Verallia : des salariés portent plainte contre l'entreprise pour non-respect de leur droit de retrait

Leader européen et troisième producteur mondial de l'emballage en verre pour les boissons et les produits alimentaires, Verallia est poursuivi devant le Conseil de prud'hommes par des salariés pour non-respect du droit de retrait qu'ils avaient exercé suite au suicide d'un de leur collègue. Plus de détails avec Info Chalon.

Les conditions de travail des verriers sont très difficiles, ils cumulent les pénibilités, et la direction a toujours beaucoup de mal à reclasser les salariés.


La mobilisation des salariés a souvent été nécessaire pour éviter des licenciements de salariés inaptes.

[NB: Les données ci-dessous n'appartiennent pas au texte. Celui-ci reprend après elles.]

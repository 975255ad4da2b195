//! Single-call execution: deadline enforcement, cancellation, payload parse.
//!
//! One provider call in, one parsed JSON candidate out. Retry and fallback
//! policy live in [`crate::orchestrator`]; this module only bounds a single
//! attempt.

use std::sync::atomic::{AtomicBool, Ordering};
use std::sync::Arc;
use std::time::Duration;

use reqwest::Client;
use serde_json::Value;

use crate::error::{GenError, Result};
use crate::provider::{CompletionRequest, CompletionResponse, Provider};
use crate::recovery::parse_json_lenient;

/// How often the in-flight cancellation watcher polls the flag.
const CANCEL_POLL_INTERVAL: Duration = Duration::from_millis(50);

/// Execute one provider call bounded by `call_timeout`.
///
/// If the caller's cancellation flag fires while the call is in flight, the
/// call is abandoned and surfaces as [`GenError::Timeout`]: from this
/// attempt's perspective an abandoned call and an expired one are the same
/// outcome, and the orchestrator's pre-attempt flag check stops the ladder
/// before another attempt starts.
pub(crate) async fn execute_call(
    provider: &Arc<dyn Provider>,
    client: &Client,
    request: &CompletionRequest,
    call_timeout: Duration,
    cancel: Option<&Arc<AtomicBool>>,
) -> Result<CompletionResponse> {
    let call = tokio::time::timeout(call_timeout, provider.complete(client, request));
    match cancel {
        Some(flag) => {
            tokio::select! {
                outcome = call => match outcome {
                    Ok(result) => result,
                    Err(_) => Err(GenError::Timeout),
                },
                _ = watch_flag(flag) => Err(GenError::Timeout),
            }
        }
        None => match call.await {
            Ok(result) => result,
            Err(_) => Err(GenError::Timeout),
        },
    }
}

async fn watch_flag(flag: &AtomicBool) {
    loop {
        if flag.load(Ordering::Relaxed) {
            return;
        }
        tokio::time::sleep(CANCEL_POLL_INTERVAL).await;
    }
}

/// Parse a model response into a JSON candidate.
///
/// Tries strict parsing first, then the lenient recovery path (code fences,
/// think tags, first balanced object). A response with no recoverable JSON
/// is a validation failure, not a transport one, so it escalates instead of
/// burning retries on an identical prompt.
pub(crate) fn parse_payload(text: &str) -> Result<Value> {
    if let Ok(value) = serde_json::from_str::<Value>(text) {
        return Ok(value);
    }
    parse_json_lenient(text).ok_or_else(|| GenError::Validation {
        errors: vec!["response contained no parseable JSON object".into()],
    })
}

#[cfg(test)]
mod tests {
    use super::*;
    use crate::provider::{MockProvider, ScriptedResponse};
    use async_trait::async_trait;

    /// A provider that never returns within test timescales.
    #[derive(Debug)]
    struct StallingProvider;

    #[async_trait]
    impl Provider for StallingProvider {
        async fn complete(
            &self,
            _client: &Client,
            _request: &CompletionRequest,
        ) -> Result<CompletionResponse> {
            tokio::time::sleep(Duration::from_secs(3600)).await;
            unreachable!()
        }

        fn name(&self) -> &'static str {
            "stalling"
        }
    }

    fn request() -> CompletionRequest {
        CompletionRequest::chat("test", "sys", "user")
    }

    #[tokio::test]
    async fn successful_call_passes_through() {
        let provider: Arc<dyn Provider> = Arc::new(MockProvider::fixed("{\"a\":1}"));
        let client = Client::new();
        let resp = execute_call(
            &provider,
            &client,
            &request(),
            Duration::from_secs(5),
            None,
        )
        .await
        .unwrap();
        assert_eq!(resp.text, "{\"a\":1}");
    }

    #[tokio::test]
    async fn deadline_expiry_is_timeout() {
        let provider: Arc<dyn Provider> = Arc::new(StallingProvider);
        let client = Client::new();
        let err = execute_call(
            &provider,
            &client,
            &request(),
            Duration::from_millis(20),
            None,
        )
        .await
        .unwrap_err();
        assert!(matches!(err, GenError::Timeout));
    }

    #[tokio::test]
    async fn mid_flight_cancellation_is_timeout() {
        let provider: Arc<dyn Provider> = Arc::new(StallingProvider);
        let client = Client::new();
        let flag = Arc::new(AtomicBool::new(false));

        let watcher_flag = flag.clone();
        tokio::spawn(async move {
            tokio::time::sleep(Duration::from_millis(30)).await;
            watcher_flag.store(true, Ordering::Relaxed);
        });

        let err = execute_call(
            &provider,
            &client,
            &request(),
            Duration::from_secs(3600),
            Some(&flag),
        )
        .await
        .unwrap_err();
        assert!(matches!(err, GenError::Timeout));
    }

    #[tokio::test]
    async fn provider_error_passes_through() {
        let provider: Arc<dyn Provider> =
            Arc::new(MockProvider::new(vec![ScriptedResponse::Http(500)]));
        let client = Client::new();
        let err = execute_call(
            &provider,
            &client,
            &request(),
            Duration::from_secs(5),
            None,
        )
        .await
        .unwrap_err();
        assert!(matches!(err, GenError::Network { status: Some(500), .. }));
    }

    #[test]
    fn parse_payload_strict_then_lenient() {
        assert_eq!(parse_payload("{\"a\":1}").unwrap()["a"], 1);

        let wrapped = "Sure! ```json\n{\"title\":\"x\"}\n``` done";
        assert_eq!(parse_payload(wrapped).unwrap()["title"], "x");

        let err = parse_payload("no json here").unwrap_err();
        assert!(matches!(err, GenError::Validation { .. }));
    }
}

En 2018, 3 ans après la vente de Saint-Gobain au fonds américain Apollo Global Management pour 2,8 milliards d'euros, le climat social change, «la financiarisation de l'économie prenait le pas sur le dialogue social de Saint-Gobain» pour la CGT Verallia 71.


Selon le syndicat, «la direction d'alors, avec l'arrivée d'une nouvelle RH, a été d'une violence incroyable».

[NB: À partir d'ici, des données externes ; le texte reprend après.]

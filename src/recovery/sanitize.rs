//! Best-effort repair of near-miss SlideSpec candidates.
//!
//! `sanitize_spec` never fails: it coerces common model mistakes (bullet
//! objects instead of strings, missing layout, stray keys) into the closest
//! well-formed shape and leaves anything it cannot fix for the validator to
//! report. `minimal_spec` is the last resort before a stage retry: keep only
//! the fields that individually validate and report what was dropped.

use serde_json::{json, Map, Value};

use crate::spec::SlideLayout;
use crate::validate::{self, normalize_hex, required_field, ALLOWED_KEYS};

/// Coerce a candidate value toward a well-formed SlideSpec.
///
/// Idempotent: sanitizing an already-clean spec returns it unchanged.
/// Non-object inputs pass through untouched; the validator rejects them
/// with a named error.
pub fn sanitize_spec(candidate: Value) -> Value {
    let map = match candidate {
        Value::Object(map) => map,
        other => return other,
    };

    let mut out = Map::new();
    for (key, value) in map {
        if !ALLOWED_KEYS.contains(&key.as_str()) {
            continue;
        }
        let cleaned = match key.as_str() {
            "bullets" | "sources" => clean_string_list(value),
            "paragraph" | "imagePrompt" | "notes" => coerce_text(&value).map(Value::String),
            "left" | "right" => clean_side(value),
            "contentItems" => clean_content_items(value),
            "design" => clean_design(value),
            _ => Some(value),
        };
        if let Some(v) = cleaned {
            out.insert(key, v);
        }
    }

    ensure_layout(&mut out);
    ensure_title(&mut out);

    Value::Object(out)
}

/// Reduce a sanitized candidate to the fields that individually validate.
///
/// Returns the reduced spec and the wire-cased names of dropped fields.
/// The layout is re-derived afterwards so it never names a field that was
/// just removed.
pub fn minimal_spec(candidate: &Value) -> (Value, Vec<String>) {
    let sanitized = sanitize_spec(candidate.clone());
    let Value::Object(map) = sanitized else {
        return (json!({}), Vec::new());
    };

    let mut out = Map::new();
    let mut dropped = Vec::new();
    for (key, value) in map {
        if key == "title" || key == "layout" {
            out.insert(key, value);
            continue;
        }
        if validate::field_errors(&key, &value).is_empty() {
            out.insert(key, value);
        } else {
            dropped.push(key);
        }
    }

    // a dropped field may have been the one the layout depends on
    let layout_ok = out
        .get("layout")
        .and_then(Value::as_str)
        .and_then(SlideLayout::from_tag)
        .and_then(required_field)
        .is_none_or(|field| out.contains_key(field));
    if !layout_ok {
        out.remove("layout");
        ensure_layout(&mut out);
    }

    (Value::Object(out), dropped)
}

fn ensure_layout(map: &mut Map<String, Value>) {
    let current = map
        .get("layout")
        .and_then(Value::as_str)
        .and_then(SlideLayout::from_tag);
    let consistent = current.is_some_and(|layout| {
        required_field(layout).is_none_or(|field| map.contains_key(field))
            && (layout != SlideLayout::TwoColumn || map.contains_key("right"))
    });
    if consistent {
        return;
    }

    let inferred = if map.contains_key("bullets") {
        SlideLayout::TitleBullets
    } else if map.contains_key("paragraph") {
        SlideLayout::TitleParagraph
    } else if map.contains_key("left") && map.contains_key("right") {
        SlideLayout::TwoColumn
    } else if map.contains_key("chart") {
        SlideLayout::Chart
    } else if map.contains_key("timeline") {
        SlideLayout::Timeline
    } else if map.contains_key("comparisonTable") {
        SlideLayout::ComparisonTable
    } else if map.contains_key("processSteps") {
        SlideLayout::ProcessSteps
    } else if map.contains_key("imagePrompt") {
        SlideLayout::ImageFocus
    } else {
        SlideLayout::TitleOnly
    };
    map.insert("layout".into(), json!(inferred.tag()));
}

fn ensure_title(map: &mut Map<String, Value>) {
    let present = map
        .get("title")
        .and_then(Value::as_str)
        .is_some_and(|t| !t.trim().is_empty());
    if present {
        return;
    }

    let inferred = map
        .get("bullets")
        .and_then(Value::as_array)
        .and_then(|b| b.first())
        .and_then(Value::as_str)
        .or_else(|| map.get("paragraph").and_then(Value::as_str))
        .map(|text| text.split_whitespace().take(8).collect::<Vec<_>>().join(" "))
        .filter(|t| !t.is_empty())
        .unwrap_or_else(|| "Untitled Slide".to_string());
    map.insert("title".into(), json!(inferred));
}

/// Pull a plain string out of a value: strings pass through, objects yield
/// their `text`/`content` property or their single string property, numbers
/// are formatted. Anything else is unrecoverable.
fn coerce_text(value: &Value) -> Option<String> {
    match value {
        Value::String(s) => Some(s.clone()),
        Value::Number(n) => Some(n.to_string()),
        Value::Object(map) => {
            if let Some(s) = map.get("text").and_then(Value::as_str) {
                return Some(s.to_string());
            }
            if let Some(s) = map.get("content").and_then(Value::as_str) {
                return Some(s.to_string());
            }
            let strings: Vec<&str> = map.values().filter_map(Value::as_str).collect();
            if strings.len() == 1 && map.len() == 1 {
                Some(strings[0].to_string())
            } else {
                None
            }
        }
        _ => None,
    }
}

fn clean_string_list(value: Value) -> Option<Value> {
    let items = match value {
        Value::Array(items) => items,
        // a lone string becomes a one-element list
        other => vec![other],
    };
    let cleaned: Vec<Value> = items
        .iter()
        .filter_map(coerce_text)
        .map(Value::String)
        .collect();
    if cleaned.is_empty() {
        None
    } else {
        Some(Value::Array(cleaned))
    }
}

fn clean_side(value: Value) -> Option<Value> {
    let map = match value {
        Value::Object(map) => map,
        // a bare string side becomes a paragraph side
        other => return coerce_text(&other).map(|text| json!({ "paragraph": text })),
    };
    let mut out = Map::new();
    for (key, v) in map {
        match key.as_str() {
            "heading" | "paragraph" => {
                if let Some(text) = coerce_text(&v) {
                    out.insert(key, Value::String(text));
                }
            }
            "bullets" => {
                if let Some(list) = clean_string_list(v) {
                    out.insert(key, list);
                }
            }
            _ => {}
        }
    }
    if out.is_empty() {
        None
    } else {
        Some(Value::Object(out))
    }
}

fn clean_content_items(value: Value) -> Option<Value> {
    let Value::Array(items) = value else {
        return None;
    };
    let cleaned: Vec<Value> = items
        .into_iter()
        .filter_map(|item| match &item {
            Value::String(s) => Some(json!({ "type": "text", "content": s })),
            Value::Object(map) => {
                let kind = map
                    .get("type")
                    .and_then(Value::as_str)
                    .unwrap_or("text")
                    .to_string();
                let content = map.get("content").and_then(coerce_text)?;
                Some(json!({ "type": kind, "content": content }))
            }
            _ => None,
        })
        .collect();
    if cleaned.is_empty() {
        None
    } else {
        Some(Value::Array(cleaned))
    }
}

fn clean_design(value: Value) -> Option<Value> {
    let Value::Object(map) = value else {
        return None;
    };
    let mut out = Map::new();
    for (key, v) in map {
        match key.as_str() {
            "accentColor" | "secondaryColor" => {
                if let Some(hex) = v.as_str().and_then(normalize_hex) {
                    out.insert(key, Value::String(hex));
                }
            }
            "font" => {
                if let Some(font) = coerce_text(&v) {
                    out.insert(key, Value::String(font));
                }
            }
            _ => {}
        }
    }
    if out.is_empty() {
        None
    } else {
        Some(Value::Object(out))
    }
}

Un salarié qui occupait auparavant le poste de conducteur mécanicien, Dominique Guignard, 54 ans, avait des inaptitudes. Il vivait très mal sa situation professionnelle, et l'attente d'une solution viable et pérenne de reclassement lui était refusé par la direction.


La RH l'avait alors reçue dans son bureau pour lui dire «des choses dures, violentes, blessantes et humiliantes».


Dominique en était ressorti anéanti.


Lui qui, pendant 23 ans, avait tout donné à son entreprise, «y compris une partie de sa santé», venait d'être traité d'«improductif».


Ses collègues l'ont vu ressortir livide du bureau.


Ses premiers mots ont été: «Je suis foutu... ils vont me virer... je ne suis plus bon à rien...»


Ses collègues et la CGT lui avaient assuré qu'ils ne laisseraient pas la direction de Verallia «le jeter dehors comme ça», qu'ils le soutiendraient et «qu'on en arriverait pas là»...


D'après la CGT Verallia 71, «la direction a frappé à côté et a licencié un autre salarié, pour un autre motif... mais pas très éloigné malgré tout».


Dominique avait été entre temps affecté à une ligne bout chaud (four). Suite à des préconisations de la Médecine du Travail, il a fait l'objet de plusieurs autres changements d'affectation.


D'après certains témoignages, il avait fini par être affecté à des tâches ingrates et son état de santé tant physique que psychologique était de plus en plus précaire.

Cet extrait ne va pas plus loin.